**WHAT IS BEING ASKED**
Give every line of the material again, exactly as written.

**DATA SUPPLIED**
-------

//! Serial port abstractions for driver crates.
//!
//! - [`SerialPortIO`]: trait alias combining AsyncRead + AsyncWrite
//! - [`SharedPort`]: port behind an async mutex with buffered line reads
//! - [`open_serial_async`]: open a port with spawn_blocking (`serial` feature)
//! - [`read_reply`]: read one newline-terminated reply with a timeout

use crate::error::{DdsError, DdsResult};
use std::sync::Arc;
use std::time::Duration;
use tokio::io::{AsyncBufRead, AsyncBufReadExt, AsyncRead, AsyncWrite, BufReader};
use tokio::sync::Mutex;

/// Trait alias for async serial port I/O.
///
/// Covers `tokio_serial::SerialStream` for hardware and
/// `tokio::io::DuplexStream` for tests.
pub trait SerialPortIO: AsyncRead + AsyncWrite + Unpin + Send {}

impl<T: AsyncRead + AsyncWrite + Unpin + Send> SerialPortIO for T {}

/// Type-erased boxed serial port.
pub type DynSerial = Box<dyn SerialPortIO>;

/// Serial port shared between tasks, buffered for `read_line()`.
pub type SharedPort = Arc<Mutex<BufReader<DynSerial>>>;

/// Create a SharedPort from a type-erased serial port.
pub fn wrap_shared(port: DynSerial) -> SharedPort {
    Arc::new(Mutex::new(BufReader::new(port)))
}

/// Open a serial port asynchronously using spawn_blocking.
///
/// Standard settings are applied: 8N1, no flow control. Failure is reported
/// as [`DdsError::Connection`].
#[cfg(feature = "serial")]
pub async fn open_serial_async(
    port_path: &str,
    baud_rate: u32,
    device_name: &str,
) -> anyhow::Result<tokio_serial::SerialStream> {
    use anyhow::Context;
    use tokio::task::spawn_blocking;
    use tokio_serial::SerialPortBuilderExt;

    let port_path_owned = port_path.to_string();
    let device_name_owned = device_name.to_string();

    spawn_blocking(move || {
        tokio_serial::new(&port_path_owned, baud_rate)
            .data_bits(tokio_serial::DataBits::Eight)
            .parity(tokio_serial::Parity::None)
            .stop_bits(tokio_serial::StopBits::One)
            .flow_control(tokio_serial::FlowControl::None)
            .open_native_async()
            .map_err(|e| {
                DdsError::Connection(format!(
                    "failed to open {} serial port {}: {}",
                    device_name_owned, port_path_owned, e
                ))
            })
    })
    .await
    .context("spawn_blocking for serial port opening failed")?
    .map_err(Into::into)
}

/// Read one newline-terminated reply.
///
/// Trailing whitespace is stripped. A closed port or a non-UTF-8 reply is a
/// [`DdsError::Protocol`], an elapsed timeout a [`DdsError::Timeout`].
pub async fn read_reply<R: AsyncBufRead + Unpin>(
    reader: &mut R,
    timeout: Duration,
    command: &str,
) -> DdsResult<String> {
    let mut raw = Vec::new();
    let n = tokio::time::timeout(timeout, reader.read_until(b'\n', &mut raw))
        .await
        .map_err(|_| DdsError::Timeout {
            command: command.to_string(),
            timeout_ms: timeout.as_millis() as u64,
        })??;

    if n == 0 {
        return Err(DdsError::Protocol(format!(
            "port closed while waiting for reply to '{}'",
            command
        )));
    }

    let line = String::from_utf8(raw).map_err(|_| {
        DdsError::Protocol(format!("non-UTF-8 reply to '{}'", command))
    })?;
    let reply = line.trim_end().to_string();
    tracing::trace!(command, reply = %reply, "serial reply");
    Ok(reply)
}

#[cfg(test)]
mod tests {
    use super::*;
    use tokio::io::AsyncWriteExt;

    #[tokio::test]
    async fn test_read_reply_strips_line_ending() {
        let (mut host, device) = tokio::io::duplex(64);
        let port = wrap_shared(Box::new(device));

        host.write_all(b"coherentDds v2\r\n").await.unwrap();

        let mut guard = port.lock().await;
        let reply = read_reply(&mut *guard, Duration::from_millis(100), "idn?")
            .await
            .unwrap();
        assert_eq!(reply, "coherentDds v2");
    }

    #[tokio::test]
    async fn test_read_reply_times_out() {
        let (_host, device) = tokio::io::duplex(64);
        let port = wrap_shared(Box::new(device));

        let mut guard = port.lock().await;
        let err = read_reply(&mut *guard, Duration::from_millis(20), "idn?")
            .await
            .unwrap_err();
        assert!(matches!(err, DdsError::Timeout { timeout_ms: 20, .. }));
    }

    #[tokio::test]
    async fn test_read_reply_reports_closed_port() {
        let (host, device) = tokio::io::duplex(64);
        drop(host);
        let port = wrap_shared(Box::new(device));

        let mut guard = port.lock().await;
        let err = read_reply(&mut *guard, Duration::from_millis(100), "idn?")
            .await
            .unwrap_err();
        assert!(matches!(err, DdsError::Protocol(_)));
    }
}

-------

**EXERCISE ANSWER**
//! Serial port abstractions for driver crates.
//!
//! - [`SerialPortIO`]: trait alias combining AsyncRead + AsyncWrite
//! - [`SharedPort`]: port behind an async mutex with buffered line reads
//! - [`open_serial_async`]: open a port with spawn_blocking (`serial` feature)
//! - [`read_reply`]: read one newline-terminated reply with a timeout

use crate::error::{DdsError, DdsResult};
use std::sync::Arc;
use std::time::Duration;
use tokio::io::{AsyncBufRead, AsyncBufReadExt, AsyncRead, AsyncWrite, BufReader};
use tokio::sync::Mutex;

/// Trait alias for async serial port I/O.
///
/// Covers `tokio_serial::SerialStream` for hardware and
/// `tokio::io::DuplexStream` for tests.
pub trait SerialPortIO: AsyncRead + AsyncWrite + Unpin + Send {}

impl<T: AsyncRead + AsyncWrite + Unpin + Send> SerialPortIO for T {}

/// Type-erased boxed serial port.
pub type DynSerial = Box<dyn SerialPortIO>;

/// Serial port shared between tasks, buffered for `read_line()`.
pub type SharedPort = Arc<Mutex<BufReader<DynSerial>>>;

/// Create a SharedPort from a type-erased serial port.
pub fn wrap_shared(port: DynSerial) -> SharedPort {
    Arc::new(Mutex::new(BufReader::new(port)))
}

/// Open a serial port asynchronously using spawn_blocking.
///
/// Standard settings are applied: 8N1, no flow control. Failure is reported
/// as [`DdsError::Connection`].
#[cfg(feature = "serial")]
pub async fn open_serial_async(
    port_path: &str,
    baud_rate: u32,
    device_name: &str,
) -> anyhow::Result<tokio_serial::SerialStream> {
    use anyhow::Context;
    use tokio::task::spawn_blocking;
    use tokio_serial::SerialPortBuilderExt;

    let port_path_owned = port_path.to_string();
    let device_name_owned = device_name.to_string();

    spawn_blocking(move || {
        tokio_serial::new(&port_path_owned, baud_rate)
            .data_bits(tokio_serial::DataBits::Eight)
            .parity(tokio_serial::Parity::None)
            .stop_bits(tokio_serial::StopBits::One)
            .flow_control(tokio_serial::FlowControl::None)
            .open_native_async()
            .map_err(|e| {
                DdsError::Connection(format!(
                    "failed to open {} serial port {}: {}",
                    device_name_owned, port_path_owned, e
                ))
            })
    })
    .await
    .context("spawn_blocking for serial port opening failed")?
    .map_err(Into::into)
}

/// Read one newline-terminated reply.
///
/// Trailing whitespace is stripped. A closed port or a non-UTF-8 reply is a
/// [`DdsError::Protocol`], an elapsed timeout a [`DdsError::Timeout`].
pub async fn read_reply<R: AsyncBufRead + Unpin>(
    reader: &mut R,
    timeout: Duration,
    command: &str,
) -> DdsResult<String> {
    let mut raw = Vec::new();
    let n = tokio::time::timeout(timeout, reader.read_until(b'\n', &mut raw))
        .await
        .map_err(|_| DdsError::Timeout {
            command: command.to_string(),
            timeout_ms: timeout.as_millis() as u64,
        })??;

    if n == 0 {
        return Err(DdsError::Protocol(format!(
            "port closed while waiting for reply to '{}'",
            command
        )));
    }

    let line = String::from_utf8(raw).map_err(|_| {
        DdsError::Protocol(format!("non-UTF-8 reply to '{}'", command))
    })?;
    let reply = line.trim_end().to_string();
    tracing::trace!(command, reply = %reply, "serial reply");
    Ok(reply)
}

#[cfg(test)]
mod tests {
    use super::*;
    use tokio::io::AsyncWriteExt;

    #[tokio::test]
    async fn test_read_reply_strips_line_ending() {
        let (mut host, device) = tokio::io::duplex(64);
        let port = wrap_shared(Box::new(device));

        host.write_all(b"coherentDds v2\r\n").await.unwrap();

        let mut guard = port.lock().await;
        let reply = read_reply(&mut *guard, Duration::from_millis(100), "idn?")
            .await
            .unwrap();
        assert_eq!(reply, "coherentDds v2");
    }

    #[tokio::test]
    async fn test_read_reply_times_out() {
        let (_host, device) = tokio::io::duplex(64);
        let port = wrap_shared(Box::new(device));

        let mut guard = port.lock().await;
        let err = read_reply(&mut *guard, Duration::from_millis(20), "idn?")
            .await
            .unwrap_err();
        assert!(matches!(err, DdsError::Timeout { timeout_ms: 20, .. }));
    }

    #[tokio::test]
    async fn test_read_reply_reports_closed_port() {
        let (host, device) = tokio::io::duplex(64);
        drop(host);
        let port = wrap_shared(Box::new(device));

        let mut guard = port.lock().await;
        let err = read_reply(&mut *guard, Duration::from_millis(100), "idn?")
            .await
            .unwrap_err();
        assert!(matches!(err, DdsError::Protocol(_)));
    }
}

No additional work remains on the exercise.